*Aim of the task:* From the listing that follows, count the lines including "reason" and give the number alone.

BEGIN

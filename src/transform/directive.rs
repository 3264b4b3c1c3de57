//! Mapping directives
//!
//! Grammar, with `§` as field delimiter:
//!
//! ```text
//! §DISCARD
//! §CALC§<calc_type>§<target>
//! §SPLIT§<separator>§<target_1>§<target_2>...
//! <target>
//! ```

use indexmap::IndexMap;

use crate::error::ConfigError;
use crate::model::TargetSchema;

/// Field delimiter of the directive grammar
pub const DELIMITER: char = '§';

/// Parsed instruction for one source column
#[derive(Debug, Clone, PartialEq, Eq)]
pub enum Directive {
    /// Write the value to a target column unchanged
    Move(String),
    /// Drop the value
    Discard,
    /// Compute a derived value into a target column
    Calc { calc: String, target: String },
    /// Split on `separator`, fragments go to `targets` by position
    Split {
        separator: String,
        targets: Vec<String>,
    },
}

impl Directive {
    /// Parse a directive string for `column`
    pub fn parse(column: &str, directive: &str) -> Result<Self, ConfigError> {
        let malformed = |reason: &str| ConfigError::MalformedDirective {
            column: column.to_string(),
            directive: directive.to_string(),
            reason: reason.to_string(),
        };

        let Some(body) = directive.strip_prefix(DELIMITER) else {
            if directive.is_empty() {
                return Err(malformed("empty target column name"));
            }
            return Ok(Directive::Move(directive.to_string()));
        };

        let fields: Vec<&str> = body.split(DELIMITER).collect();
        match fields[0] {
            "DISCARD" => {
                if fields.len() > 1 {
                    return Err(malformed("DISCARD takes no arguments"));
                }
                Ok(Directive::Discard)
            }
            "CALC" => match fields.as_slice() {
                [_, calc, target] if !calc.is_empty() && !target.is_empty() => {
                    Ok(Directive::Calc {
                        calc: calc.to_string(),
                        target: target.to_string(),
                    })
                }
                _ => Err(malformed("expected §CALC§<calc_type>§<target>")),
            },
            "SPLIT" => {
                if fields.len() < 3 {
                    return Err(malformed(
                        "expected §SPLIT§<separator>§<target_1>[§<target_n>...]",
                    ));
                }
                let separator = fields[1];
                if separator.is_empty() {
                    return Err(malformed("empty separator"));
                }
                let targets: Vec<String> = fields[2..].iter().map(|t| t.to_string()).collect();
                if targets.iter().any(String::is_empty) {
                    return Err(malformed("empty target column name"));
                }
                Ok(Directive::Split {
                    separator: separator.to_string(),
                    targets,
                })
            }
            // Anything else is read literally as a column name
            _ => Ok(Directive::Move(directive.to_string())),
        }
    }

    /// Target columns this directive writes to
    pub fn targets(&self) -> Vec<&str> {
        match self {
            Directive::Move(target) => vec![target.as_str()],
            Directive::Discard => Vec::new(),
            Directive::Calc { target, .. } => vec![target.as_str()],
            Directive::Split { targets, .. } => targets.iter().map(String::as_str).collect(),
        }
    }
}

/// Directives for every mapped source column, checked against a target schema
#[derive(Debug, Clone, Default)]
pub struct MappingPlan {
    directives: IndexMap<String, Directive>,
}

impl MappingPlan {
    /// Parse every directive once and verify each target exists in `schema`
    pub fn compile<'a, I>(mapping: I, schema: &TargetSchema) -> Result<Self, ConfigError>
    where
        I: IntoIterator<Item = (&'a String, &'a String)>,
    {
        let mut directives = IndexMap::new();
        for (column, raw) in mapping {
            let directive = Directive::parse(column, raw)?;
            for target in directive.targets() {
                if !schema.contains(target) {
                    return Err(ConfigError::UndeclaredTarget {
                        column: column.clone(),
                        target: target.to_string(),
                    });
                }
            }
            directives.insert(column.clone(), directive);
        }
        Ok(Self { directives })
    }

    pub fn get(&self, column: &str) -> Option<&Directive> {
        self.directives.get(column)
    }

    pub fn iter(&self) -> impl Iterator<Item = (&String, &Directive)> {
        self.directives.iter()
    }

    pub fn len(&self) -> usize {
        self.directives.len()
    }

    pub fn is_empty(&self) -> bool {
        self.directives.is_empty()
    }
}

END

*Reply to the exercise:* 2